Clients strategic targets for strong growth, and aspiration to improve the customer experience drives the review of the global manufacturing and supply chain set-up. The integration of the Manufacturing and Distribution network of a recent acquisition is another driver to review the footprint now for the related Business Unit.
Our approach
- BCI’s methodology in manufacturing footprint and distribution network design was built around five key steps to support the Client in defining the target production and warehousing & logistics footprint.
- Step A aims to develop a modeling concept, based on the analysis of the current manufacturing and distribution structure and its key drivers in terms of cost, capabilities, and performance.
- In Step B a fact based baseline is created. BCI guides the client in data collection and cleansing. From the data the baseline is developed by BCI and growth expectations are applied to arrive at the future baseline.
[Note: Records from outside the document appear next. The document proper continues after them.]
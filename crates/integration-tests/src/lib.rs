//! Integration tests for Orbit.
//!
//! Each test starts the real router on an ephemeral local port, backed by
//! the in-memory submission store and image host, and talks to it over HTTP
//! with `reqwest`.
//!
//! # Running Tests
//!
//! ```bash
//! cargo test -p orbit-integration-tests
//! ```

#![allow(clippy::missing_panics_doc)]

use std::net::SocketAddr;
use std::num::NonZeroU32;
use std::sync::Arc;

use reqwest::multipart::{Form, Part};
use reqwest::{Client, Response};
use secrecy::SecretString;

use orbit_server::AppState;
use orbit_server::config::{AdminConfig, CloudinaryConfig, ServerConfig};
use orbit_server::db::MemorySubmissionStore;
use orbit_server::services::auth::hash_password;
use orbit_server::services::images::MemoryImageHost;

/// Admin username configured for every test server.
pub const ADMIN_USERNAME: &str = "orbit-admin";

/// Admin password configured for every test server.
pub const ADMIN_PASSWORD: &str = "n0t-a-real-admin-password";

/// Frontend origin configured for CORS.
pub const FRONTEND_ORIGIN: &str = "http://localhost:5173";

/// A running server and handles to its in-memory backends.
pub struct TestContext {
    /// Base URL, e.g. `http://127.0.0.1:49152`.
    pub base_url: String,
    /// Client with a cookie jar, so login cookies stick.
    pub client: Client,
    /// Shared application state.
    pub state: AppState,
    /// Submission store behind the server.
    pub store: Arc<MemorySubmissionStore>,
    /// Image host behind the server.
    pub images: Arc<MemoryImageHost>,
}

/// Configuration for a local test server.
///
/// Cookies are not `Secure` because the test server speaks plain HTTP.
#[must_use]
pub fn test_config() -> ServerConfig {
    ServerConfig {
        database_url: SecretString::from("postgres://unused"),
        host: "127.0.0.1".parse().expect("valid ip"),
        port: 0,
        frontend_url: FRONTEND_ORIGIN.to_string(),
        cookie_secure: false,
        uploads_per_hour: NonZeroU32::new(3).expect("non-zero"),
        admin: AdminConfig {
            username: ADMIN_USERNAME.to_string(),
            password_hash: SecretString::from(
                hash_password(ADMIN_PASSWORD).expect("hashing succeeds"),
            ),
            jwt_secret: SecretString::from("Gv7#pQ2$kW9!mZ4@rT6^xB1&nC8*hL3e"),
        },
        cloudinary: CloudinaryConfig {
            cloud_name: "test".to_string(),
            api_key: "test".to_string(),
            api_secret: SecretString::from("unused"),
            folder: "orbit_users".to_string(),
        },
        sentry_dsn: None,
        sentry_environment: None,
    }
}

impl TestContext {
    /// Start a server on an ephemeral port.
    pub async fn start() -> Self {
        let store = Arc::new(MemorySubmissionStore::new());
        let images = Arc::new(MemoryImageHost::new());
        let state = AppState::new(test_config(), store.clone(), images.clone());
        let app = orbit_server::app(state.clone()).expect("router builds");

        let listener = tokio::net::TcpListener::bind("127.0.0.1:0")
            .await
            .expect("bind ephemeral port");
        let addr = listener.local_addr().expect("local addr");

        tokio::spawn(async move {
            axum::serve(
                listener,
                app.into_make_service_with_connect_info::<SocketAddr>(),
            )
            .await
            .expect("server runs");
        });

        let client = Client::builder()
            .cookie_store(true)
            .build()
            .expect("Failed to create HTTP client");

        Self {
            base_url: format!("http://{addr}"),
            client,
            state,
            store,
            images,
        }
    }

    /// Absolute URL for a path.
    #[must_use]
    pub fn url(&self, path: &str) -> String {
        format!("{}{path}", self.base_url)
    }

    /// Submit a name and PNG of `image_size` bytes to `/api/connect`.
    pub async fn connect(&self, name: &str, image_size: usize) -> Response {
        self.client
            .post(self.url("/api/connect"))
            .multipart(submission_form(name, image_size))
            .send()
            .await
            .expect("connect request")
    }

    /// Log in as the configured admin with this context's cookie jar.
    pub async fn login(&self) -> Response {
        self.login_as(ADMIN_USERNAME, ADMIN_PASSWORD).await
    }

    /// Log in with arbitrary credentials.
    pub async fn login_as(&self, username: &str, password: &str) -> Response {
        self.client
            .post(self.url("/api/admin/login"))
            .json(&serde_json::json!({ "username": username, "password": password }))
            .send()
            .await
            .expect("login request")
    }
}

/// Multipart body with a `name` field and a fake PNG `image` file.
#[must_use]
pub fn submission_form(name: &str, image_size: usize) -> Form {
    let mut bytes = b"\x89PNG\r\n\x1a\n".to_vec();
    bytes.resize(image_size.max(bytes.len()), 0);

    let image = Part::bytes(bytes)
        .file_name("photo.png")
        .mime_str("image/png")
        .expect("valid mime");

    Form::new().text("name", name.to_string()).part("image", image)
}
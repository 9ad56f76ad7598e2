//! Core types for Orbit.
//!
//! This module provides type-safe wrappers for common domain concepts.

pub mod id;
pub mod name;
pub mod status;

pub use id::*;
pub use name::{DisplayName, DisplayNameError};
pub use status::*;
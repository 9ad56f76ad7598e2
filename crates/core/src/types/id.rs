//! Newtype IDs for type-safe entity references.
//!
//! Use the `define_id!` macro to create type-safe ID wrappers that prevent
//! accidentally mixing IDs from different entity types.

/// Macro to define a type-safe UUID wrapper.
///
/// Creates a newtype wrapper around `uuid::Uuid` with:
/// - `Serialize`/`Deserialize` with `#[serde(transparent)]`
/// - `Debug`, `Clone`, `Copy`, `PartialEq`, `Eq`, `Hash`
/// - `generate()` for fresh v4 IDs and `parse()` for path parameters
/// - `From<Uuid>` and `Into<Uuid>` implementations
/// - `sqlx` `Type`, `Encode`, and `Decode` implementations (with `postgres` feature)
///
/// # Example
///
/// ```rust
/// # use orbit_core::define_id;
/// define_id!(PhotoId);
///
/// let id = PhotoId::generate();
/// assert_eq!(PhotoId::parse(&id.to_string()), Some(id));
/// assert_eq!(PhotoId::parse("not-a-uuid"), None);
/// ```
#[macro_export]
macro_rules! define_id {
    ($name:ident) => {
        #[derive(
            Debug,
            Clone,
            Copy,
            PartialEq,
            Eq,
            Hash,
            ::serde::Serialize,
            ::serde::Deserialize
        )]
        #[serde(transparent)]
        pub struct $name(::uuid::Uuid);

        impl $name {
            /// Create an ID from an existing UUID.
            #[must_use]
            pub const fn new(id: ::uuid::Uuid) -> Self {
                Self(id)
            }

            /// Generate a fresh random ID.
            #[must_use]
            pub fn generate() -> Self {
                Self(::uuid::Uuid::new_v4())
            }

            /// Parse an ID from its string form, returning `None` if malformed.
            #[must_use]
            pub fn parse(s: &str) -> Option<Self> {
                ::uuid::Uuid::parse_str(s).ok().map(Self)
            }

            /// Get the underlying UUID.
            #[must_use]
            pub const fn as_uuid(&self) -> ::uuid::Uuid {
                self.0
            }
        }

        impl ::core::fmt::Display for $name {
            fn fmt(&self, f: &mut ::core::fmt::Formatter<'_>) -> ::core::fmt::Result {
                write!(f, "{}", self.0)
            }
        }

        impl From<::uuid::Uuid> for $name {
            fn from(id: ::uuid::Uuid) -> Self {
                Self(id)
            }
        }

        impl From<$name> for ::uuid::Uuid {
            fn from(id: $name) -> Self {
                id.0
            }
        }

        #[cfg(feature = "postgres")]
        impl ::sqlx::Type<::sqlx::Postgres> for $name {
            fn type_info() -> ::sqlx::postgres::PgTypeInfo {
                <::uuid::Uuid as ::sqlx::Type<::sqlx::Postgres>>::type_info()
            }

            fn compatible(ty: &::sqlx::postgres::PgTypeInfo) -> bool {
                <::uuid::Uuid as ::sqlx::Type<::sqlx::Postgres>>::compatible(ty)
            }
        }

        #[cfg(feature = "postgres")]
        impl<'r> ::sqlx::Decode<'r, ::sqlx::Postgres> for $name {
            fn decode(
                value: ::sqlx::postgres::PgValueRef<'r>,
            ) -> ::core::result::Result<Self, ::sqlx::error::BoxDynError> {
                let id = <::uuid::Uuid as ::sqlx::Decode<::sqlx::Postgres>>::decode(value)?;
                Ok(Self(id))
            }
        }

        #[cfg(feature = "postgres")]
        impl ::sqlx::Encode<'_, ::sqlx::Postgres> for $name {
            fn encode_by_ref(
                &self,
                buf: &mut ::sqlx::postgres::PgArgumentBuffer,
            ) -> ::std::result::Result<::sqlx::encode::IsNull, ::sqlx::error::BoxDynError> {
                <::uuid::Uuid as ::sqlx::Encode<::sqlx::Postgres>>::encode_by_ref(&self.0, buf)
            }
        }
    };
}

define_id!(SubmissionId);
- Step C & D; Step C focuses at the manufacturing footprint design, where step D looks at the logistics footprint design. In both steps the approach is to develop alternative network structures (scenarios), and quantify the cost and performance related to that structure with the model and data from steps A and B. Followed by assessment of location, quality, and risk factors. Sensitivities are assessed to understand the robustness of a network scenario.
- In Step E the most preferred network was identified and the recommendations developed with the mutual project teams. As part of the report-out, a high level roadmap for implementation is delivered. As closing step, the re-usable model is handed over and the client team trained, for future revisions of their network(s).
See also the graph below;
Result
The re-usable Future Plant Network Dynamic Model is delivered and the client team trained. It enables the client team to adapt network structures and simulate output (landed cost, lead time, utilizations, etc.). The model also allows to adapt input factors according to business reality (pipeline, project outlook, duties, etc.).
The recommendation was to dedicate a single steel factory in Europe then top up Europe, plus top up Americas. The improvements compared to today’s structure:
Lead time reduced by 1 day for first fill and 3 days for top ups in average
15% lowered landed cost compared baseline 2022 – no improvement of 'add on' Americas
Resilient network to provide flexibility with an average utilization of 75% across all plants
Sensitivity testing confirms stability of scenario and top-ranked position remains for the recommended network.